Se avete mai cercato di ottenere un profilo di temperatura preciso durante la cottura, conoscete bene le difficoltà che si presentano. Un termostato da solo non basta: è necessaria una sorgente di calore che risponda immediatamente ai comandi, cioè qualcosa che possa accendersi e spegnersi in pochi istanti.
Ecco perché utilizziamo riscaldatori a raggi infrarossi a breve lunghezza d’onda. I tradizionali elementi riscaldanti a convettione o a resistenza presentano quel fastidioso “ritardo termico”: anche quando si ordina loro di smettere di funzionare, continuano a produrre calore, poiché il metallo rimane ancora caldo. È frustrante.
I riscaldatori a raggi infrarossi invece funzionano diversamente: invece di riscaldare un grande volume di metallo, i raggi infrarossi inviano radiazioni elettromagnetiche direttamente sulla superficie del prodotto da cuocere. Non appena si interrompe l’alimentazione, il calore cessa immediatamente. È semplice.
Questo ci permette di regolare la temperatura in modo graduale: è possibile passare da 150°C a 220°C, per poi tornare indietro, senza dover aspettare che tutta la camera di cottura si raffreddi. È veloce… davvero veloce.
Per far funzionare questo sistema, utilizziamo riscaldatori con alta densità di potenza. In pratica, concentriamo molta energia in uno spazio molto piccolo. Abbinando questi riscaldatori a un controller PID e a un relè a stato solido, otteniamo un effetto di pulsazione rapida, che permette un controllo preciso.
Ma c’è un problema: tutta quell’energia concentrata rende i componenti molto caldi. Se non si provvede a una corretta ventilazione o a un adeguato isolamento, i cavi elettrici possono fondersi o la struttura della macchina può deformarsi. Non si può trascurare l’uso di fan di raffreddamento efficaci: devono essere abbastanza potenti per gestire il calore generato attorno alle lampade.
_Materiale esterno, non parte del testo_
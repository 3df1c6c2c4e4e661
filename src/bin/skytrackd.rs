//! skytrackd - bright-spot camera tracker daemon
//!
//! Startup order matters: camera and servo daemon first (failures here are
//! fatal; the process must not come up half-initialized), then the tracker
//! loop, then the HTTP surface. Shutdown is the reverse, driven by SIGINT:
//! stop accepting requests, join the tracker, release the camera exactly
//! once, park the servos.

use anyhow::{Context, Result};
use clap::Parser;
use std::path::PathBuf;
use std::sync::atomic::{AtomicBool, Ordering};
use std::sync::Arc;
use std::time::{Duration, Instant};

use skytrack::api::{ApiConfig, ApiServer, AppState};
use skytrack::config::SkytrackdConfig;
use skytrack::{
    CameraConfig, CameraSource, FrameCache, ServoConfig, ServoController, SharedCoordinate,
    Tracker,
};

const HEALTH_LOG_INTERVAL: Duration = Duration::from_secs(30);

#[derive(Parser, Debug)]
#[command(author, version, about = "Bright-spot camera tracker with MJPEG streaming and servo control")]
struct Args {
    /// Config file path (overrides SKYTRACK_CONFIG).
    #[arg(long)]
    config: Option<PathBuf>,

    /// HTTP bind address (overrides the configured value).
    #[arg(long)]
    addr: Option<String>,
}

fn main() -> Result<()> {
    env_logger::Builder::from_env(env_logger::Env::default().default_filter_or("info")).init();

    let args = Args::parse();
    let mut cfg = SkytrackdConfig::load_from(args.config.as_deref())?;
    if let Some(addr) = args.addr {
        cfg.http_addr = addr;
    }

    let camera = Arc::new(CameraSource::new(CameraConfig {
        device: cfg.camera.device.clone(),
        width: cfg.camera.width,
        height: cfg.camera.height,
        target_fps: cfg.camera.target_fps,
        warmup_ms: cfg.camera.warmup_ms,
    })?);
    camera.start().context("start camera")?;

    let servo = Arc::new(
        ServoController::connect(&ServoConfig {
            daemon_addr: cfg.servo_daemon_addr.clone(),
        })
        .context("connect servo controller")?,
    );

    let cache = Arc::new(FrameCache::new());
    let coordinate = Arc::new(SharedCoordinate::new());

    let tracker_handle = Tracker::new(cache.clone(), coordinate.clone())
        .with_interval(cfg.track_interval)
        .spawn();

    let api_handle = ApiServer::new(
        ApiConfig {
            addr: cfg.http_addr.clone(),
            username: cfg.auth.username.clone(),
            password: cfg.auth.password.clone(),
            stream_interval: cfg.stream_interval,
            jpeg_quality: cfg.jpeg_quality,
        },
        AppState {
            camera: camera.clone(),
            cache,
            coordinate,
            servo: servo.clone(),
        },
    )
    .spawn()?;

    log::info!("skytrackd listening on {}", api_handle.addr);
    log::info!(
        "camera={} servo_daemon={}",
        cfg.camera.device,
        cfg.servo_daemon_addr
    );

    let shutdown = Arc::new(AtomicBool::new(false));
    let shutdown_handler = shutdown.clone();
    ctrlc::set_handler(move || {
        shutdown_handler.store(true, Ordering::SeqCst);
    })
    .context("install signal handler")?;

    let mut last_health_log = Instant::now();
    while !shutdown.load(Ordering::SeqCst) {
        std::thread::sleep(Duration::from_millis(200));
        if last_health_log.elapsed() >= HEALTH_LOG_INTERVAL {
            let stats = camera.stats();
            log::info!(
                "camera health={} frames={} device={}",
                camera.is_healthy(),
                stats.frames_captured,
                stats.device
            );
            last_health_log = Instant::now();
        }
    }

    log::info!("shutting down");
    api_handle.stop()?;
    tracker_handle.stop()?;
    camera.stop();
    if let Err(err) = servo.shutdown() {
        log::warn!("servo shutdown failed: {}", err);
    }
    Ok(())
}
Abbiamo progettato questi riscaldatori in modo che possano essere integrati facilmente nelle linee di cottura esistenti. Grazie a questa logica di controllo graduale, si evita che la superficie del cibo si bruci, mentre il centro continua a cuocersi correttamente. Niente più supposizioni… niente più attese lunghe.
Se il vostro sistema attuale impiega minuti per reagire ai cambiamenti di impostazioni, passando ai riscaldatori a raggi infrarossi si riduce il tempo di attesa a pochi secondi. Il tutto diventa quindi molto più semplice.